Supplied material -
[Start of section]
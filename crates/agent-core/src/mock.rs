//! Mock provider for testing.
//!
//! [`MockProvider`] is a queue-based fake: tests push the responses and
//! errors it should return, then assert on the requests it recorded.
//! When the queue runs dry it answers with the configured fallback
//! response, or an error if there is none.

use std::collections::VecDeque;
use std::sync::{Mutex, PoisonError};
use std::time::Duration;

use async_trait::async_trait;
use tokio::time::Instant;

use crate::error::{AgentError, Result};
use crate::provider::{GenerateRequest, LlmProvider, ModelResponse};

#[derive(Default)]
pub struct MockProvider {
    responses: Mutex<VecDeque<Result<ModelResponse>>>,
    fallback: Option<ModelResponse>,
    delay: Option<Duration>,
    requests: Mutex<Vec<GenerateRequest>>,
    call_times: Mutex<Vec<Instant>>,
}

impl MockProvider {
    pub fn new() -> Self {
        Self::default()
    }

    /// Response returned whenever the queue is empty
    pub fn with_fallback(mut self, response: ModelResponse) -> Self {
        self.fallback = Some(response);
        self
    }

    /// Sleep this long inside every call
    pub fn with_delay(mut self, delay: Duration) -> Self {
        self.delay = Some(delay);
        self
    }

    pub fn queue_response(&self, response: ModelResponse) {
        self.responses.lock().unwrap_or_else(PoisonError::into_inner).push_back(Ok(response));
    }

    pub fn queue_error(&self, error: AgentError) {
        self.responses.lock().unwrap_or_else(PoisonError::into_inner).push_back(Err(error));
    }

    pub fn recorded_requests(&self) -> Vec<GenerateRequest> {
        self.requests.lock().unwrap_or_else(PoisonError::into_inner).clone()
    }

    pub fn call_count(&self) -> usize {
        self.requests.lock().unwrap_or_else(PoisonError::into_inner).len()
    }

    /// When each call started, on the tokio clock
    pub fn call_times(&self) -> Vec<Instant> {
        self.call_times.lock().unwrap_or_else(PoisonError::into_inner).clone()
    }
}

#[async_trait]
impl LlmProvider for MockProvider {
    fn name(&self) -> &str {
        "mock"
    }

    async fn health_check(&self) -> Result<bool> {
        Ok(true)
    }

    async fn generate(&self, request: &GenerateRequest) -> Result<ModelResponse> {
        self.call_times.lock().unwrap_or_else(PoisonError::into_inner).push(Instant::now());
        self.requests.lock().unwrap_or_else(PoisonError::into_inner).push(request.clone());

        if let Some(delay) = self.delay {
            tokio::time::sleep(delay).await;
        }

        let next = self.responses.lock().unwrap_or_else(PoisonError::into_inner).pop_front();
        match next {
            Some(result) => result,
            None => self
                .fallback
                .clone()
                .ok_or_else(|| AgentError::Provider("mock response queue is empty".into())),
        }
    }
}
//! Tool System
//!
//! Tools are registered once at start-up and shared read-only by every
//! conversation. The agent loop invokes them by name through
//! [`ToolRegistry::execute`].

use async_trait::async_trait;
use serde::{Deserialize, Serialize};
use serde_json::{json, Map, Value};
use std::collections::HashMap;
use std::future::Future;
use std::sync::Arc;

use crate::error::{AgentError, Result};

/// Tool call request from the LLM, in canonical form
#[derive(Clone, Debug, PartialEq, Serialize, Deserialize)]
pub struct ToolCall {
    /// Tool identifier
    pub name: String,

    /// Arguments as key-value pairs
    #[serde(default)]
    pub arguments: Map<String, Value>,

    /// Optional call ID for tracking
    #[serde(default)]
    pub id: Option<String>,
}

impl ToolCall {
    pub fn new(name: impl Into<String>, arguments: Map<String, Value>) -> Self {
        Self {
            name: name.into(),
            arguments,
            id: None,
        }
    }

    pub fn with_id(mut self, id: impl Into<String>) -> Self {
        self.id = Some(id.into());
        self
    }

    /// Argument lookup that treats JSON `null` as absent
    pub fn arg(&self, name: &str) -> Option<&Value> {
        self.arguments.get(name).filter(|v| !v.is_null())
    }

    pub fn str_arg(&self, name: &str) -> Option<&str> {
        self.arg(name).and_then(Value::as_str)
    }
}

/// Result from tool execution.
///
/// `name` is always the tool that was actually invoked, so the result can be
/// paired back to its call when it is delivered to the model.
#[derive(Clone, Debug, PartialEq, Serialize, Deserialize)]
pub struct ToolResult {
    /// Tool that was called
    pub name: String,

    /// Call ID (if provided in request)
    pub id: Option<String>,

    /// Whether execution succeeded
    pub success: bool,

    /// Raw JSON result, or `{"error": ...}` on failure
    pub data: Value,
}

impl ToolResult {
    pub fn success(name: impl Into<String>, data: Value) -> Self {
        Self {
            name: name.into(),
            id: None,
            success: true,
            data,
        }
    }

    pub fn failure(name: impl Into<String>, error: impl Into<String>) -> Self {
        Self {
            name: name.into(),
            id: None,
            success: false,
            data: json!({ "error": error.into() }),
        }
    }

    pub fn with_id(mut self, id: Option<String>) -> Self {
        self.id = id;
        self
    }

    pub fn error_message(&self) -> Option<&str> {
        if self.success {
            None
        } else {
            self.data.get("error").and_then(Value::as_str)
        }
    }
}

/// Parameter definition for tool schema
#[derive(Clone, Debug, Serialize, Deserialize)]
pub struct ParameterSchema {
    /// Parameter name
    pub name: String,

    /// JSON Schema type (string, number, boolean, object, array)
    #[serde(rename = "type")]
    pub param_type: String,

    /// Human-readable description
    pub description: String,

    /// Whether this parameter is required
    #[serde(default)]
    pub required: bool,

    /// Default value if not provided
    #[serde(skip_serializing_if = "Option::is_none")]
    pub default: Option<Value>,

    /// Enum of allowed values
    #[serde(skip_serializing_if = "Option::is_none")]
    pub enum_values: Option<Vec<Value>>,

    /// Element schema for array parameters
    #[serde(skip_serializing_if = "Option::is_none")]
    pub items: Option<Value>,
}

impl ParameterSchema {
    pub fn required(
        name: impl Into<String>,
        param_type: impl Into<String>,
        description: impl Into<String>,
    ) -> Self {
        Self {
            name: name.into(),
            param_type: param_type.into(),
            description: description.into(),
            required: true,
            default: None,
            enum_values: None,
            items: None,
        }
    }

    pub fn optional(
        name: impl Into<String>,
        param_type: impl Into<String>,
        description: impl Into<String>,
    ) -> Self {
        Self {
            required: false,
            ..Self::required(name, param_type, description)
        }
    }

    pub fn with_default(mut self, default: Value) -> Self {
        self.default = Some(default);
        self
    }

    pub fn with_enum(mut self, values: Vec<Value>) -> Self {
        self.enum_values = Some(values);
        self
    }

    pub fn with_items(mut self, items: Value) -> Self {
        self.items = Some(items);
        self
    }

    fn to_json_schema(&self) -> Value {
        let mut prop = Map::new();
        prop.insert("type".into(), json!(self.param_type));
        prop.insert("description".into(), json!(self.description));
        if let Some(values) = &self.enum_values {
            prop.insert("enum".into(), Value::Array(values.clone()));
        }
        if self.param_type == "array" {
            let items = self.items.clone().unwrap_or_else(|| json!({ "type": "string" }));
            prop.insert("items".into(), items);
        }
        Value::Object(prop)
    }
}

/// Tool definition schema (for LLM function calling)
#[derive(Clone, Debug, Serialize, Deserialize)]
pub struct ToolSchema {
    /// Unique tool identifier
    pub name: String,

    /// Human-readable description (shown to LLM)
    pub description: String,

    /// Parameter definitions, in declaration order
    pub parameters: Vec<ParameterSchema>,

    /// Category for grouping
    #[serde(default)]
    pub category: Option<String>,

    /// Whether tool has side effects
    #[serde(default)]
    pub has_side_effects: bool,
}

impl ToolSchema {
    pub fn new(name: impl Into<String>, description: impl Into<String>) -> Self {
        Self {
            name: name.into(),
            description: description.into(),
            parameters: Vec::new(),
            category: None,
            has_side_effects: false,
        }
    }

    pub fn param(mut self, param: ParameterSchema) -> Self {
        self.parameters.push(param);
        self
    }

    pub fn category(mut self, category: impl Into<String>) -> Self {
        self.category = Some(category.into());
        self
    }

    pub fn side_effects(mut self) -> Self {
        self.has_side_effects = true;
        self
    }

    /// JSON Schema object describing the parameters
    pub fn parameters_json_schema(&self) -> Value {
        let properties: Map<String, Value> = self
            .parameters
            .iter()
            .map(|p| (p.name.clone(), p.to_json_schema()))
            .collect();
        let required: Vec<&str> = self
            .parameters
            .iter()
            .filter(|p| p.required)
            .map(|p| p.name.as_str())
            .collect();

        json!({
            "type": "object",
            "properties": properties,
            "required": required,
        })
    }
}

/// Tool trait - implement to add new capabilities
#[async_trait]
pub trait Tool: Send + Sync {
    /// Get the tool's schema for LLM function calling
    fn schema(&self) -> ToolSchema;

    /// Execute the tool with given arguments, returning its raw JSON result
    async fn execute(&self, call: &ToolCall) -> Result<Value>;

    /// Validate arguments before execution.
    ///
    /// Required parameters are checked in declaration order and the first
    /// missing one is reported.
    fn validate(&self, call: &ToolCall) -> Result<()> {
        let schema = self.schema();

        for param in &schema.parameters {
            if param.required && call.arg(&param.name).is_none() {
                return Err(AgentError::MissingParameter {
                    tool: schema.name.clone(),
                    parameter: param.name.clone(),
                });
            }
        }

        Ok(())
    }
}

/// Tool backed by an async closure
pub struct FnTool<F> {
    schema: ToolSchema,
    executor: F,
}

impl<F> FnTool<F> {
    pub fn new(schema: ToolSchema, executor: F) -> Self {
        Self { schema, executor }
    }
}

#[async_trait]
impl<F, Fut> Tool for FnTool<F>
where
    F: Fn(Map<String, Value>) -> Fut + Send + Sync,
    Fut: Future<Output = Result<Value>> + Send,
{
    fn schema(&self) -> ToolSchema {
        self.schema.clone()
    }

    async fn execute(&self, call: &ToolCall) -> Result<Value> {
        (self.executor)(call.arguments.clone()).await
    }
}

/// Registry for available tools
pub struct ToolRegistry {
    tools: HashMap<String, Arc<dyn Tool>>,
    order: Vec<String>,
}

impl Default for ToolRegistry {
    fn default() -> Self {
        Self::new()
    }
}

impl ToolRegistry {
    pub fn new() -> Self {
        Self {
            tools: HashMap::new(),
            order: Vec::new(),
        }
    }

    /// Register a new tool
    pub fn register<T: Tool + 'static>(&mut self, tool: T) {
        self.register_boxed(Arc::new(tool));
    }

    /// Register a boxed tool
    pub fn register_boxed(&mut self, tool: Arc<dyn Tool>) {
        let name = tool.schema().name;
        if self.tools.insert(name.clone(), tool).is_some() {
            tracing::warn!(tool = %name, "Tool registered twice, keeping the latest");
        } else {
            self.order.push(name);
        }
    }

    /// Register an async closure as a tool
    pub fn register_fn<F, Fut>(&mut self, schema: ToolSchema, executor: F)
    where
        F: Fn(Map<String, Value>) -> Fut + Send + Sync + 'static,
        Fut: Future<Output = Result<Value>> + Send + 'static,
    {
        self.register(FnTool::new(schema, executor));
    }

    /// Get a tool by name
    pub fn get(&self, name: &str) -> Option<Arc<dyn Tool>> {
        self.tools.get(name).cloned()
    }

    /// Resolve a tool by name, failing if it is not registered
    pub fn resolve(&self, name: &str) -> Result<Arc<dyn Tool>> {
        self.get(name)
            .ok_or_else(|| AgentError::ToolNotFound(name.to_string()))
    }

    /// Execute a tool call. Validation runs before the executor; no retries.
    pub async fn execute(&self, call: &ToolCall) -> Result<Value> {
        let tool = self.resolve(&call.name)?;

        tool.validate(call)?;

        tool.execute(call).await
    }

    /// Get all tool schemas, in registration order
    pub fn schemas(&self) -> Vec<ToolSchema> {
        self.order
            .iter()
            .filter_map(|name| self.tools.get(name))
            .map(|t| t.schema())
            .collect()
    }

    /// Get tool names, in registration order
    pub fn names(&self) -> Vec<&str> {
        self.order.iter().map(String::as_str).collect()
    }

    /// Number of registered tools
    pub fn len(&self) -> usize {
        self.tools.len()
    }

    /// Check if empty
    pub fn is_empty(&self) -> bool {
        self.tools.is_empty()
    }

    /// Generate system prompt section describing available tools
    pub fn generate_prompt_section(&self) -> String {
        let mut prompt = String::from("## Available Tools\n\n");
        prompt.push_str("To use a tool, respond with a single JSON block in this exact format:\n\n");
        prompt.push_str(
            "```json\n{\"thoughts\": \"why\", \"payload\": {\"function_call\": {\"name\": \"tool_name\", \"arguments\": {\"arg\": \"value\"}}}}\n```\n\n",
        );
        prompt.push_str("When you are ready to answer, respond with:\n\n");
        prompt.push_str("```json\n{\"thoughts\": \"why\", \"payload\": {\"text\": \"your answer\"}}\n```\n\n");

        for schema in self.schemas() {
            prompt.push_str(&format!("### {}\n", schema.name));
            if let Some(category) = &schema.category {
                prompt.push_str(&format!("Category: {}\n", category));
            }
            prompt.push_str(&format!("{}\n", schema.description));

            if !schema.parameters.is_empty() {
                prompt.push_str("**Parameters:**\n");
                for param in &schema.parameters {
                    let required = if param.required { " (required)" } else { "" };
                    prompt.push_str(&format!(
                        "- `{}` ({}){}: {}\n",
                        param.name, param.param_type, required, param.description
                    ));
                }
            }
            prompt.push('\n');
        }

        prompt
    }
}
[End of section]
How to complete this task - Only an exact copy of the lines from the beginning of the listing through the line with "async fn generate(&self, request: &GenerateRequest)", both included, belongs in the answer.

Solution to this exercise -
filename crates/agent-core/src/mock.rs
//! Mock provider for testing.
//!
//! [`MockProvider`] is a queue-based fake: tests push the responses and
//! errors it should return, then assert on the requests it recorded.
//! When the queue runs dry it answers with the configured fallback
//! response, or an error if there is none.

use std::collections::VecDeque;
use std::sync::{Mutex, PoisonError};
use std::time::Duration;

use async_trait::async_trait;
use tokio::time::Instant;

use crate::error::{AgentError, Result};
use crate::provider::{GenerateRequest, LlmProvider, ModelResponse};

#[derive(Default)]
pub struct MockProvider {
    responses: Mutex<VecDeque<Result<ModelResponse>>>,
    fallback: Option<ModelResponse>,
    delay: Option<Duration>,
    requests: Mutex<Vec<GenerateRequest>>,
    call_times: Mutex<Vec<Instant>>,
}

impl MockProvider {
    pub fn new() -> Self {
        Self::default()
    }

    /// Response returned whenever the queue is empty
    pub fn with_fallback(mut self, response: ModelResponse) -> Self {
        self.fallback = Some(response);
        self
    }

    /// Sleep this long inside every call
    pub fn with_delay(mut self, delay: Duration) -> Self {
        self.delay = Some(delay);
        self
    }

    pub fn queue_response(&self, response: ModelResponse) {
        self.responses.lock().unwrap_or_else(PoisonError::into_inner).push_back(Ok(response));
    }

    pub fn queue_error(&self, error: AgentError) {
        self.responses.lock().unwrap_or_else(PoisonError::into_inner).push_back(Err(error));
    }

    pub fn recorded_requests(&self) -> Vec<GenerateRequest> {
        self.requests.lock().unwrap_or_else(PoisonError::into_inner).clone()
    }

    pub fn call_count(&self) -> usize {
        self.requests.lock().unwrap_or_else(PoisonError::into_inner).len()
    }

    /// When each call started, on the tokio clock
    pub fn call_times(&self) -> Vec<Instant> {
        self.call_times.lock().unwrap_or_else(PoisonError::into_inner).clone()
    }
}

#[async_trait]
impl LlmProvider for MockProvider {
    fn name(&self) -> &str {
        "mock"
    }

    async fn health_check(&self) -> Result<bool> {
        Ok(true)
    }

    async fn generate(&self, request: &GenerateRequest) -> Result<ModelResponse> {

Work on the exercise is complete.